What the exercise asks.
Exact reproduction required: the lines below from the line with "#[cfg(test)]" to the line with "let host = FakeHost::new();", both ends included, and no others.

Exercise data.
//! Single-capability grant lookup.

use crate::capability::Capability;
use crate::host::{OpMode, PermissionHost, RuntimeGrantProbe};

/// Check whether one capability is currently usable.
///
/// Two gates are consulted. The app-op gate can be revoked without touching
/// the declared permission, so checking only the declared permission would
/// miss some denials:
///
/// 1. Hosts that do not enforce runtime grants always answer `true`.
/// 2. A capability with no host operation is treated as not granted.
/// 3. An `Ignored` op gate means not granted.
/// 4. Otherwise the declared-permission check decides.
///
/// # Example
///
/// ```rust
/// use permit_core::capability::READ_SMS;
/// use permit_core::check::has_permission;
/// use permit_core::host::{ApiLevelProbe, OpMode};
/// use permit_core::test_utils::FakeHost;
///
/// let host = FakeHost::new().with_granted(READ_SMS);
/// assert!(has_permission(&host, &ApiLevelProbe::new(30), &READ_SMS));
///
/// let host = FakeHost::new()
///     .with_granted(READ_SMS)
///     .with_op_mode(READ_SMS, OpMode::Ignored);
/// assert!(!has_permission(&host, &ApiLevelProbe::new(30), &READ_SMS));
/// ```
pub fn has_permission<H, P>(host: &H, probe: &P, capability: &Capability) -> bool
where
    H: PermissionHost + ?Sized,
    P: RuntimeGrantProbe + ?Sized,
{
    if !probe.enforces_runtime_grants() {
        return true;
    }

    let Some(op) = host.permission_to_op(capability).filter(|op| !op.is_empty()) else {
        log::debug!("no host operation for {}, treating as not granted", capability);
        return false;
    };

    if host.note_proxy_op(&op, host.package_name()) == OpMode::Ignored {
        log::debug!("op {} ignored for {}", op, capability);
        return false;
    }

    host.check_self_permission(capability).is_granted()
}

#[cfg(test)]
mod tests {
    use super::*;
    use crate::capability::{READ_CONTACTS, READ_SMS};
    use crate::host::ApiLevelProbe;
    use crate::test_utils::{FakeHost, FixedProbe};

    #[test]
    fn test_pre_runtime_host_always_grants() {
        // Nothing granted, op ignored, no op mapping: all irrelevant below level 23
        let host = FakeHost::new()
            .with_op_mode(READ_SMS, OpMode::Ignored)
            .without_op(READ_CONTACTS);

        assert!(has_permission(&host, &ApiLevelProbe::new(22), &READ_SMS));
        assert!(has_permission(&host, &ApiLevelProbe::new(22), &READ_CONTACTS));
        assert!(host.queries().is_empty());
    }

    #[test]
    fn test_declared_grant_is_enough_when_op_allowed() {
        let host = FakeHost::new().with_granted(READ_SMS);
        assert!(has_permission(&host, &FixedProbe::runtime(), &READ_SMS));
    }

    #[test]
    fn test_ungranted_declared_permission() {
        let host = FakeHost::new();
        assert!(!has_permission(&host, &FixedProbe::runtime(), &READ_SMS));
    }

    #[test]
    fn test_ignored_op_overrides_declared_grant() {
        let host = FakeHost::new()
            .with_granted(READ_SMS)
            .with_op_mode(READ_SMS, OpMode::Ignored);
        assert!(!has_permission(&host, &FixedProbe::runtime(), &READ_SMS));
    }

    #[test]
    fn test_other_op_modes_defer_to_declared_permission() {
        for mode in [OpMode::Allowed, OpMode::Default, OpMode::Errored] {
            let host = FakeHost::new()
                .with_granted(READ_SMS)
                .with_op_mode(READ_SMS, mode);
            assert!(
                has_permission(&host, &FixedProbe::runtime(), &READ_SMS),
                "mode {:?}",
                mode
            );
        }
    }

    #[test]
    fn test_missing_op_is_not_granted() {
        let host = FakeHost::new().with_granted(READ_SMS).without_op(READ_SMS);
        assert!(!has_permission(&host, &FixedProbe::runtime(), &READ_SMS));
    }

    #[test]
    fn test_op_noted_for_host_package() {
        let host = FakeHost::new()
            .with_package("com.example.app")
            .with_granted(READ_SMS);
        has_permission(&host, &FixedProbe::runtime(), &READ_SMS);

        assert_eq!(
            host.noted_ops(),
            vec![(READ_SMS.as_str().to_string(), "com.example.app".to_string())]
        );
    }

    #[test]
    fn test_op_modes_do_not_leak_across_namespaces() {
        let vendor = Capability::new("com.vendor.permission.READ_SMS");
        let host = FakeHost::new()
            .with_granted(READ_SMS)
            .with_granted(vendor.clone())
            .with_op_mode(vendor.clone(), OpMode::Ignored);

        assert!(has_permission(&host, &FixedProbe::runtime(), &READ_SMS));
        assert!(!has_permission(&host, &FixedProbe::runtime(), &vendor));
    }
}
==
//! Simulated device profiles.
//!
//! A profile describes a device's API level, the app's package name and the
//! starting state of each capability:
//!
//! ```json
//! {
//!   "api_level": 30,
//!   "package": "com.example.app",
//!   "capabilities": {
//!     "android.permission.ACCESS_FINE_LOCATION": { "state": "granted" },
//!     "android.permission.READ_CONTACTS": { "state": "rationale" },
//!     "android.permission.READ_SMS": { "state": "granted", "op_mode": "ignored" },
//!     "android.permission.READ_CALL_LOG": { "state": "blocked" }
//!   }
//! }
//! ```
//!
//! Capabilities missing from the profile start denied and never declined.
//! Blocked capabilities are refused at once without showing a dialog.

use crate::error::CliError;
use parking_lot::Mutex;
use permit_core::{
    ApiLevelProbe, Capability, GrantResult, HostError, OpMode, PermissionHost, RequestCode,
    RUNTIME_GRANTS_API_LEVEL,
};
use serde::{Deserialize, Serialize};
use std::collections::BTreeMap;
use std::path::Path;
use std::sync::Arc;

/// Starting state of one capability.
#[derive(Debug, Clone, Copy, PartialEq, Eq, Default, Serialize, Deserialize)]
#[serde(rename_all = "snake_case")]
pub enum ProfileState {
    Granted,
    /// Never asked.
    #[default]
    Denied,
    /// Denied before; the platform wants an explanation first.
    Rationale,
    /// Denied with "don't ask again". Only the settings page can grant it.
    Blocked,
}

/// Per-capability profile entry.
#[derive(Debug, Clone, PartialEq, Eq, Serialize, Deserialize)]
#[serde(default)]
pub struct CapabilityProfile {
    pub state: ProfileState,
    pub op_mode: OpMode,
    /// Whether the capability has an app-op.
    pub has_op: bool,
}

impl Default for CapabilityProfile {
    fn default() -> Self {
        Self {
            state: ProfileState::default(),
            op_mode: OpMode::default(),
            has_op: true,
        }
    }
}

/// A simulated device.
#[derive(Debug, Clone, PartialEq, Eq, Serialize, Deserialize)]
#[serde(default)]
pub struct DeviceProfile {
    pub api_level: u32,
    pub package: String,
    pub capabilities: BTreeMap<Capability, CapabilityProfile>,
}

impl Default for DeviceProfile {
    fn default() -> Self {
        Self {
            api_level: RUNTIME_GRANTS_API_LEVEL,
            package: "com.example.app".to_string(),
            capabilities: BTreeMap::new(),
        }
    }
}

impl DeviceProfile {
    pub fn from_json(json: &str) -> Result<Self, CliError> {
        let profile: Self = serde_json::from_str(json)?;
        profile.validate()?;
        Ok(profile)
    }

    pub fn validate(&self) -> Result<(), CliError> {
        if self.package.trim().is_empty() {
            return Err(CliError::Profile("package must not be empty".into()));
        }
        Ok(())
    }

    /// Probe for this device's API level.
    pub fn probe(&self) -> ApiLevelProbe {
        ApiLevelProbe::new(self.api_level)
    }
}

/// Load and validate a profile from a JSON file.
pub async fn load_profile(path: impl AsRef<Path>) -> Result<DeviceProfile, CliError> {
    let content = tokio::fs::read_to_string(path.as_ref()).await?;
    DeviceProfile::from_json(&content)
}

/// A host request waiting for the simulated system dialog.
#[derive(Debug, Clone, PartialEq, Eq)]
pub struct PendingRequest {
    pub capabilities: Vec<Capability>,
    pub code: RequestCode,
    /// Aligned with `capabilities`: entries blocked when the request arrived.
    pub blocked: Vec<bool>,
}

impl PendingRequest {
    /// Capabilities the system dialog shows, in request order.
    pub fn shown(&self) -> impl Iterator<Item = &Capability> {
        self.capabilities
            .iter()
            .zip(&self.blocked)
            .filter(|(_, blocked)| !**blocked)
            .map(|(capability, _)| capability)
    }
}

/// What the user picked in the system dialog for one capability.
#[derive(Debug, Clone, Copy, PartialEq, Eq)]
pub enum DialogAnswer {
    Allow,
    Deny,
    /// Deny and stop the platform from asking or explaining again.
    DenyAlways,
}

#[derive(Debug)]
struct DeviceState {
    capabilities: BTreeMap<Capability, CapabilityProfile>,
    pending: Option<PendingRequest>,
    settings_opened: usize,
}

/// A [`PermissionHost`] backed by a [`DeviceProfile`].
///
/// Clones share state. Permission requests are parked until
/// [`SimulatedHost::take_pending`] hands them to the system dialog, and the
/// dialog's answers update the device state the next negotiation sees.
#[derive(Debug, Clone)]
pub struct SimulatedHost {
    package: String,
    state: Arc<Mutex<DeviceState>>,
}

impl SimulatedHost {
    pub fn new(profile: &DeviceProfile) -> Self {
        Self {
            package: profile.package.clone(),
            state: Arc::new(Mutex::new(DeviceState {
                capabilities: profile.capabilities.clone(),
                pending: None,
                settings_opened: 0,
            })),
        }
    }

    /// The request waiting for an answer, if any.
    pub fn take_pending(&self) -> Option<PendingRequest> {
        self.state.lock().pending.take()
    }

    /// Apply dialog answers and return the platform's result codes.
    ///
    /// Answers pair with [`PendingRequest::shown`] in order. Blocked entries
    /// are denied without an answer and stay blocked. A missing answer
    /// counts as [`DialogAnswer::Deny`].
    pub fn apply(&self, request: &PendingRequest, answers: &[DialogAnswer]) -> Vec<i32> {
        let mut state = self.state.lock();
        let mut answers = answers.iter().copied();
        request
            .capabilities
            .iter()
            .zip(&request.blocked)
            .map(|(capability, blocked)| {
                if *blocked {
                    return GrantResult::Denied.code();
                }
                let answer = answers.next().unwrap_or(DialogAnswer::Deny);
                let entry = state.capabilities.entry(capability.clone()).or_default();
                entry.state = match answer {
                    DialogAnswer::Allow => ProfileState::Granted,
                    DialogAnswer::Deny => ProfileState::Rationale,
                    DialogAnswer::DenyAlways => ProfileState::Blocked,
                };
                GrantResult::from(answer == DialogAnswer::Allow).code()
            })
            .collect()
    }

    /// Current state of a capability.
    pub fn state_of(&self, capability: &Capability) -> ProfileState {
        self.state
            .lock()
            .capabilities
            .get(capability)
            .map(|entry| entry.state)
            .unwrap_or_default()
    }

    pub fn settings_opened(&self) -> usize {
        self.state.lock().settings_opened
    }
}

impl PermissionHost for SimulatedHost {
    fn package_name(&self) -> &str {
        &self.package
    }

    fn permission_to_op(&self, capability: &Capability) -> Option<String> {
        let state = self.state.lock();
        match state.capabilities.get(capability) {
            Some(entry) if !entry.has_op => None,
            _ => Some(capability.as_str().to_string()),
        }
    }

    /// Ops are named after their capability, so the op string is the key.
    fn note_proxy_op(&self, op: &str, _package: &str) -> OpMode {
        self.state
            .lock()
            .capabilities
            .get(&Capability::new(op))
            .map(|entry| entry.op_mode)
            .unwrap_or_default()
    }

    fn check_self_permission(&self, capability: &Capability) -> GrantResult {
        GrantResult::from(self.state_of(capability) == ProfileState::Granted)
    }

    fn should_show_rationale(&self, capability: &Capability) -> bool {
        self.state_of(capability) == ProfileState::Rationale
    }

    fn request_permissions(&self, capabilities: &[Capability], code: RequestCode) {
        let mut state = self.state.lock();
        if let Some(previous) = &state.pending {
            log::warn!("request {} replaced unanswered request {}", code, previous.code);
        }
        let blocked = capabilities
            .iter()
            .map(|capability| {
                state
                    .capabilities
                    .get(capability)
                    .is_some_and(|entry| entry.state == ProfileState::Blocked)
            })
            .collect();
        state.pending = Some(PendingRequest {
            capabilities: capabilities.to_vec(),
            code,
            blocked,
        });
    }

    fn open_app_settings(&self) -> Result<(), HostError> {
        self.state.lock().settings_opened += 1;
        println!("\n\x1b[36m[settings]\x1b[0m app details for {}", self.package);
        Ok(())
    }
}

Reply to the exercise.
#[cfg(test)]
mod tests {
    use super::*;
    use crate::capability::{READ_CONTACTS, READ_SMS};
    use crate::host::ApiLevelProbe;
    use crate::test_utils::{FakeHost, FixedProbe};

    #[test]
    fn test_pre_runtime_host_always_grants() {
        // Nothing granted, op ignored, no op mapping: all irrelevant below level 23
        let host = FakeHost::new()
            .with_op_mode(READ_SMS, OpMode::Ignored)
            .without_op(READ_CONTACTS);

        assert!(has_permission(&host, &ApiLevelProbe::new(22), &READ_SMS));
        assert!(has_permission(&host, &ApiLevelProbe::new(22), &READ_CONTACTS));
        assert!(host.queries().is_empty());
    }

    #[test]
    fn test_declared_grant_is_enough_when_op_allowed() {
        let host = FakeHost::new().with_granted(READ_SMS);
        assert!(has_permission(&host, &FixedProbe::runtime(), &READ_SMS));
    }

    #[test]
    fn test_ungranted_declared_permission() {
        let host = FakeHost::new();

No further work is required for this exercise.